From the Estate of Brooke Astor, Part Two: 778 Park Avenue

 One more day of humoring me with the Brooke Astor auction, please. 

Today we'll take a look at the fabled Park Avenue duplex Mrs. Astor called home for nearly fifty years. Many of the pieces auctioned off (indeed, looking at the auction catalogue, pretty much everything was auctioned off) fetched higher than the estimated prices. Some surprised even the auctioneer as the bids were driven higher and higher. To New Yorkers, Brooke Astor was a hero, and many things were going to sell for higher prices simply because of their provenance. Seriously, if you have time, scroll through the results just for fun. The prices are crazy, and you'll be able to see almost everything you see in these rooms, and how much they sold for.

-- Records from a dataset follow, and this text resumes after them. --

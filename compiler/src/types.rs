use std::fmt;
use serde::Serialize;
use crate::{
    error::TlError,
    tokenizer::{tokenize_type, TypeToken},
    utils::class_name,
    verifier::{check_identity, infer_id, is_core_type},
};

/// Protocol schema version an object was declared under.
pub type Layer = u32;

/// One `name:type` pair of a declaration, with its type grammar resolved.
#[derive(Debug, Clone, PartialEq, Serialize)]
pub struct Argument {
    name:               String,
    #[serde(rename = "type")]
    type_:              Option<String>,
    is_vector:          bool,
    use_vector_id:      bool,
    flag_index:         Option<u8>,
    is_generic:         bool,
    flag_indicator:     bool,
    generic_definition: bool,
    can_be_inferred:    bool,
}

impl Argument {
    /// Resolves `type_text` into the argument's grammar attributes.
    /// `generic_definition` is set for `{X:Type}` arguments.
    pub fn new(name: &str, type_text: &str, generic_definition: bool) -> Result<Argument, TlError> {
        let name = if name == "self" { "is_self" } else { name };

        let mut arg = Argument {
            name:               name.to_string(),
            type_:              None,
            is_vector:          false,
            use_vector_id:      false,
            flag_index:         None,
            is_generic:         false,
            flag_indicator:     false,
            generic_definition,
            can_be_inferred:    name == "random_id",
        };

        let mut bare_element = false;
        for token in tokenize_type(type_text)? {
            match token {
                TypeToken::FlagIndicator => arg.flag_indicator = true,
                TypeToken::GenericRef    => arg.is_generic = true,
                TypeToken::FlagGate(i)   => arg.flag_index = Some(i),
                TypeToken::Vector { boxed, bare } => {
                    arg.is_vector = true;
                    arg.use_vector_id = boxed;
                    bare_element = bare;
                }
                TypeToken::Name(n) => {
                    arg.type_ = Some(if bare_element { n.to_lowercase() } else { n.to_string() });
                }
            }
        }

        Ok(arg)
    }

    pub fn name(&self) -> &str {
        &self.name
    }

    /// The underlying type with every grammar marker stripped.
    /// `None` only for the flag indicator.
    pub fn type_name(&self) -> Option<&str> {
        self.type_.as_deref()
    }

    pub fn is_vector(&self) -> bool {
        self.is_vector
    }

    /// Each vector element carries its own constructor ID on the wire.
    pub fn use_vector_id(&self) -> bool {
        self.use_vector_id
    }

    pub fn is_flag(&self) -> bool {
        self.flag_index.is_some()
    }

    pub fn flag_index(&self) -> Option<u8> {
        self.flag_index
    }

    pub fn is_generic(&self) -> bool {
        self.is_generic
    }

    pub fn flag_indicator(&self) -> bool {
        self.flag_indicator
    }

    pub fn generic_definition(&self) -> bool {
        self.generic_definition
    }

    pub fn can_be_inferred(&self) -> bool {
        self.can_be_inferred
    }

    /// Indicators and generic definitions describe the grammar, not data.
    pub fn is_data_field(&self) -> bool {
        !self.flag_indicator && !self.generic_definition
    }

    /// Rendering used for ID inference, where `date` is an alias of `int`.
    pub fn canonical(&self) -> String {
        self.render(true)
    }

    fn render(&self, canonical: bool) -> String {
        let base = match self.type_.as_deref() {
            Some("date") if canonical && !self.is_vector && !self.is_generic => "int",
            Some(t) if !self.flag_indicator => t,
            _ => "#",
        };

        let mut real_type = base.to_string();
        if self.is_vector {
            let wrapper = if self.use_vector_id { "Vector" } else { "vector" };
            real_type = format!("{}<{}>", wrapper, real_type);
        }
        if self.is_generic {
            real_type = format!("!{}", real_type);
        }
        if let Some(index) = self.flag_index {
            real_type = format!("flags.{}?{}", index, real_type);
        }

        if self.generic_definition {
            format!("{{{}:{}}}", self.name, real_type)
        } else {
            format!("{}:{}", self.name, real_type)
        }
    }
}

impl fmt::Display for Argument {
    fn fmt(&self, f: &mut fmt::Formatter<'_>) -> fmt::Result {
        f.write_str(&self.render(false))
    }
}

/// A schema type or function. Only built through [`Object::new`], which
/// guarantees `id` agrees with the canonical form (except for `vector`).
#[derive(Debug, Clone, PartialEq, Serialize)]
pub struct Object {
    namespace:   Option<String>,
    name:        String,
    id:          u32,
    arguments:   Vec<Argument>,
    result:      String,
    layer:       Layer,
    is_function: bool,
}

impl Object {
    /// Builds an object from `namespace.name` (namespace optional).
    /// Without `id` the canonical ID is inferred; with one it is verified.
    pub fn new(
        fullname:    &str,
        id:          Option<u32>,
        arguments:   Vec<Argument>,
        result:      impl Into<String>,
        layer:       Layer,
        is_function: bool,
    ) -> Result<Object, TlError> {
        let (namespace, name) = match fullname.split_once('.') {
            Some((_, name)) if name.contains('.') => {
                return Err(TlError::grammar(format!("Nested namespace in {:?}", fullname)));
            }
            Some((ns, name)) => (Some(ns.to_string()), name.to_string()),
            None => (None, fullname.to_string()),
        };

        let mut object = Object {
            namespace,
            name,
            id: 0,
            arguments,
            result: result.into(),
            layer,
            is_function,
        };

        let canonical = object.canonical();
        if !canonical.is_ascii() {
            return Err(TlError::grammar(format!("Non-ASCII declaration {:?}", canonical)));
        }

        let inferred = infer_id(&canonical);
        object.id = match id {
            None => inferred,
            Some(declared) => {
                if object.name != "vector" {
                    check_identity(&object.fullname(), declared, inferred)?;
                }
                declared
            }
        };
        Ok(object)
    }

    pub fn namespace(&self) -> Option<&str> {
        self.namespace.as_deref()
    }

    pub fn name(&self) -> &str {
        &self.name
    }

    pub fn fullname(&self) -> String {
        match &self.namespace {
            Some(ns) => format!("{}.{}", ns, self.name),
            None => self.name.clone(),
        }
    }

    pub fn id(&self) -> u32 {
        self.id
    }

    pub fn arguments(&self) -> &[Argument] {
        &self.arguments
    }

    /// The result type exactly as written in the schema.
    pub fn result(&self) -> &str {
        &self.result
    }

    pub fn layer(&self) -> Layer {
        self.layer
    }

    pub fn is_function(&self) -> bool {
        self.is_function
    }

    /// Recomputes the canonical ID from the declaration itself.
    pub fn infer_id(&self) -> u32 {
        infer_id(&self.canonical())
    }

    pub fn is_core_type(&self) -> bool {
        is_core_type(self.id)
    }

    pub fn class_name(&self) -> String {
        class_name(&self.name)
    }

    /// Arguments with flag-gated and inferable ones moved last, relative
    /// order kept within both groups.
    pub fn sorted_arguments(&self) -> Vec<&Argument> {
        let mut args: Vec<&Argument> = self.arguments.iter().collect();
        args.sort_by_key(|a| a.is_flag() || a.can_be_inferred());
        args
    }

    /// The fields a generated class carries, in constructor order.
    pub fn data_fields(&self) -> Vec<&Argument> {
        self.sorted_arguments()
            .into_iter()
            .filter(|a| a.is_data_field())
            .collect()
    }

    /// `[ns.]name args = result`, without the ID.
    pub fn canonical(&self) -> String {
        let mut text = self.fullname();
        for arg in &self.arguments {
            text.push(' ');
            text.push_str(&arg.canonical());
        }
        text.push_str(" = ");
        text.push_str(&self.result);
        text
    }
}

impl fmt::Display for Object {
    fn fmt(&self, f: &mut fmt::Formatter<'_>) -> fmt::Result {
        write!(f, "{}#{:08x}", self.fullname(), self.id)?;
        for arg in &self.arguments {
            write!(f, " {}", arg.canonical())?;
        }
        write!(f, " = {}", self.result)
    }
}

Sotheby's had estimated the auction would bring in $6.6 million (as the low estimate) for the two day, four session sale. By the end of the first session on Monday morning the sale had already $6.7 million. In all, the two day auction brought in $18.8 million for Mrs. Astor's various charities. One of the showstoppers being her nearly 23 carat  Van Cleef & Arpels emerald engagement ring selling for $1.2 million

Sorry the picture quality is so awful.

778 Park Avenue stands at the northwest corner of East 73rd street and Park Avenue. Built in 1931 by Rosario Candela, 778 is still a much sought after address, if you can get past the cash only policy for purchasing, as well as the formidable co-op board. It is rumored that the board requires potential buyers to show at least three times the purchase price of any apartment in assets. Brooke Astor's apartment was originally listed for $46 million, although the price was slashed and it finally sold for around $21 million. 
The "Only In New York!" floor plan.
The bright, light drawing room.

Looking south towards the famous red lacquered library.
I love this photo of the north wall. A bit granny, yes, but also rather wonderfully mellowed.
Looking into the dining room from the gallery.
The pink and green dining room with it's silver set in all it's glory. 

This is a before picture of the then wood paneled library, before Brooke called in famed decorator Albert Hadley.

The redone library with the red lacquered and brass trimmed walls. This painting of an Egyptian man from 1868 sold for around $1.6 million.
The library looking north towards the entrance gallery and the drawing room. Nothing had changed in years, except the portrait over the fireplace.
For years Mrs. Astor proudly displayed her favorite painting "Flags, Fifth Avenue" ("Up the Avenue From 34th Street") by Childe Hassam.

There is a very horrid tale of elder abuse in the tale of this painting. But the short of it is that Brooke's son, Anthony Marshall, sold this painting while his mother was in the midst of the dementia that she succumbed to in her final years. It was promised to the Metropolitan Museum of Art, but he sold it for $10 million (and took a $2 million dollar commission) having told his mother that she needed the money (her income was between $5 and $6 million at the time). According to her butler, when her son told her he had sold it, Mrs. Astor asked "Now can I buy dresses?"

The oval sitting room off the library.
Brooke's bedroom decorated by Sister Parrish.
This listing photo shows a rather different room, with most of the same furnishings reupholstered. I prefer the original...but not the pink bed drapes.
I think this sitting room was the second bedroom on the main floor, off the master bedroom. Pictures, gilding, chintz, and books-Mrs. Astor's quintessential style.